→ **Collected data**:
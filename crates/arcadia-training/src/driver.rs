//! The Population Driver.
//!
//! Runs a fixed number of generations. Every generation:
//!
//! 1. draws one [`GameSeed`] so all candidates face the same initial board
//! 2. evaluates every candidate once and records `(genome, fitness, score)`
//! 3. appends `(best, mean)` fitness to the [`TrainingReport`] and notifies the
//!    [`GenerationReporter`]
//! 4. builds the next generation with the evolver of the current
//!    [`EvolutionPhase`]
//!
//! There is no early stopping. The best genome seen over the whole run is
//! returned alongside the report.
//!
//! # Phase schedule
//!
//! | Phase       | Progress     | Default σ | Default weight bound |
//! |-------------|--------------|-----------|----------------------|
//! | Exploration | < 15 %       | 0.5       | 1.0                  |
//! | Transition  | 15 % to 40 % | 0.2       | 2.0                  |
//! | Convergence | ≥ 40 %       | 0.05      | 3.0                  |

use arcadia_engine::{GameSeed, snake::SnakeConfig};
use arcadia_evaluator::{
    network::{FeedForwardNetwork, NetworkLayout},
    rollout::SnakeEvaluator,
    snake_features::SnakeFeatureSet,
};
use rand::Rng;
use serde::{Deserialize, Serialize};

use crate::{
    InvalidTrainingConfig, TrainingError,
    genetic::{EvaluationMode, Population, PopulationEvolver},
    report::{GenerationSummary, TrainingReport},
};

#[derive(Debug, Default, Clone, Copy, PartialEq, Eq, Serialize, Deserialize)]
pub enum EvolutionPhase {
    #[default]
    Exploration,
    Transition,
    Convergence,
}

impl EvolutionPhase {
    /// Phase of `generation` in a run of `total` generations.
    #[must_use]
    pub fn from_progress(generation: usize, total: usize) -> Self {
        // generation / total < 0.15, in integers
        if generation * 100 < total * 15 {
            Self::Exploration
        } else if generation * 10 < total * 4 {
            Self::Transition
        } else {
            Self::Convergence
        }
    }
}

/// Mutation strength and weight bound of one phase.
#[derive(Debug, Clone, Copy, PartialEq, Serialize, Deserialize)]
pub struct PhaseParams {
    pub max_weight: f32,
    pub mutation_sigma: f32,
}

#[derive(Debug, Clone, PartialEq, Serialize, Deserialize)]
#[serde(default)]
pub struct TrainingConfig {
    pub population_size: usize,
    pub generations: usize,
    /// Hidden layer sizes of the evolved network.
    pub hidden_layers: Vec<usize>,
    pub elite_count: usize,
    pub tournament_size: usize,
    pub blx_alpha: f32,
    pub mutation_rate: f32,
    pub exploration: PhaseParams,
    pub transition: PhaseParams,
    pub convergence: PhaseParams,
    pub feature_set: SnakeFeatureSet,
    pub evaluation_mode: EvaluationMode,
}

impl Default for TrainingConfig {
    fn default() -> Self {
        Self {
            population_size: 30,
            generations: 50,
            hidden_layers: vec![16],
            elite_count: 2,
            tournament_size: 3,
            blx_alpha: 0.2,
            mutation_rate: 0.3,
            exploration: PhaseParams {
                max_weight: 1.0,
                mutation_sigma: 0.5,
            },
            transition: PhaseParams {
                max_weight: 2.0,
                mutation_sigma: 0.2,
            },
            convergence: PhaseParams {
                max_weight: 3.0,
                mutation_sigma: 0.05,
            },
            feature_set: SnakeFeatureSet::default(),
            evaluation_mode: EvaluationMode::default(),
        }
    }
}

impl TrainingConfig {
    pub fn validate(&self) -> Result<(), InvalidTrainingConfig> {
        let fail = |reason| Err(InvalidTrainingConfig { reason });
        if self.population_size == 0 {
            return fail("population size must be positive");
        }
        if self.generations == 0 {
            return fail("generation count must be positive");
        }
        if self.hidden_layers.contains(&0) {
            return fail("hidden layers must not be empty");
        }
        let layout = NetworkLayout::new(self.feature_set.dimension(), self.hidden_layers.clone());
        if layout.checked_weight_count().is_none() {
            return fail("hidden layers are too large");
        }
        if self.tournament_size == 0 {
            return fail("tournament size must be positive");
        }
        if !(0.0..=1.0).contains(&self.mutation_rate) {
            return fail("mutation rate must be within [0, 1]");
        }
        if !(self.blx_alpha >= 0.0 && self.blx_alpha.is_finite()) {
            return fail("BLX-alpha must be finite and non-negative");
        }
        for params in [self.exploration, self.transition, self.convergence] {
            if !(params.max_weight > 0.0 && params.max_weight.is_finite()) {
                return fail("weight bound must be finite and positive");
            }
            if !(params.mutation_sigma >= 0.0 && params.mutation_sigma.is_finite()) {
                return fail("mutation sigma must be finite and non-negative");
            }
        }
        Ok(())
    }

    #[must_use]
    pub fn phase_params(&self, phase: EvolutionPhase) -> PhaseParams {
        match phase {
            EvolutionPhase::Exploration => self.exploration,
            EvolutionPhase::Transition => self.transition,
            EvolutionPhase::Convergence => self.convergence,
        }
    }

    #[must_use]
    pub fn evolver(&self, phase: EvolutionPhase) -> PopulationEvolver {
        let PhaseParams {
            max_weight,
            mutation_sigma,
        } = self.phase_params(phase);
        PopulationEvolver {
            elite_count: self.elite_count,
            max_weight,
            tournament_size: self.tournament_size,
            mutation_sigma,
            blx_alpha: self.blx_alpha,
            mutation_rate: self.mutation_rate,
        }
    }
}

/// Receives the summary of every generation as soon as it is evaluated.
pub trait GenerationReporter {
    fn report_generation(&mut self, summary: &GenerationSummary);
}

impl<F> GenerationReporter for F
where
    F: FnMut(&GenerationSummary),
{
    fn report_generation(&mut self, summary: &GenerationSummary) {
        self(summary);
    }
}

/// Result of a full training run.
#[derive(Debug, Clone)]
pub struct TrainingOutcome {
    pub report: TrainingReport,
    /// Best network seen in any generation.
    pub champion: FeedForwardNetwork,
    pub champion_fitness: f32,
    pub champion_score: u32,
    pub champion_generation: usize,
}

#[derive(Debug, Clone)]
pub struct PopulationDriver {
    config: TrainingConfig,
    evaluator: SnakeEvaluator,
}

impl PopulationDriver {
    pub fn new(config: TrainingConfig, snake: SnakeConfig) -> Result<Self, TrainingError> {
        config.validate()?;
        let evaluator = SnakeEvaluator::new(snake, config.feature_set);
        Ok(Self { config, evaluator })
    }

    #[must_use]
    pub fn config(&self) -> &TrainingConfig {
        &self.config
    }

    #[must_use]
    pub fn layout(&self) -> NetworkLayout {
        NetworkLayout::new(
            self.config.feature_set.dimension(),
            self.config.hidden_layers.clone(),
        )
    }

    /// Runs every generation and returns the report with the best network.
    pub fn run<R, G>(&self, rng: &mut R, reporter: &mut G) -> Result<TrainingOutcome, TrainingError>
    where
        R: Rng + ?Sized,
        G: GenerationReporter + ?Sized,
    {
        let config = &self.config;
        let mut population = Population::random(
            self.layout(),
            config.population_size,
            rng,
            config.exploration.max_weight,
        );
        let mut report = TrainingReport::new();
        let mut champion: Option<(FeedForwardNetwork, f32, u32, usize)> = None;

        for generation in 0..config.generations {
            let phase = EvolutionPhase::from_progress(generation, config.generations);
            let seed: GameSeed = rng.random();
            let records = population.evaluate_fitness(&self.evaluator, seed, config.evaluation_mode)?;

            #[expect(clippy::cast_precision_loss)]
            let mean_fitness =
                records.iter().map(|r| r.fitness()).sum::<f32>() / records.len() as f32;
            let best = &records[0];
            let summary = GenerationSummary {
                generation,
                phase,
                best_fitness: best.fitness(),
                mean_fitness,
                best_score: best.score(),
            };
            tracing::info!(
                generation,
                ?phase,
                %seed,
                best = summary.best_fitness,
                mean = summary.mean_fitness,
                best_score = summary.best_score,
                "generation evaluated"
            );

            if champion
                .as_ref()
                .is_none_or(|(_, fitness, _, _)| best.fitness() > *fitness)
            {
                let individual = &population.individuals()[0];
                champion = Some((
                    population.network(individual)?,
                    best.fitness(),
                    best.score(),
                    generation,
                ));
            }

            reporter.report_generation(&summary);
            report.push(summary);

            if generation + 1 < config.generations {
                population = config.evolver(phase).evolve(&population, rng);
            }
        }

        let (champion, champion_fitness, champion_score, champion_generation) =
            champion.expect("at least one generation is evaluated");
        Ok(TrainingOutcome {
            report,
            champion,
            champion_fitness,
            champion_score,
            champion_generation,
        })
    }
}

→ **Exercise brief**:
Quote in full each line from the top of the records above through the line with "2. evaluates every"; stop after that line.

→ **Output**:
filename crates/arcadia-training/src/driver.rs
//! The Population Driver.
//!
//! Runs a fixed number of generations. Every generation:
//!
//! 1. draws one [`GameSeed`] so all candidates face the same initial board
//! 2. evaluates every candidate once and records `(genome, fitness, score)`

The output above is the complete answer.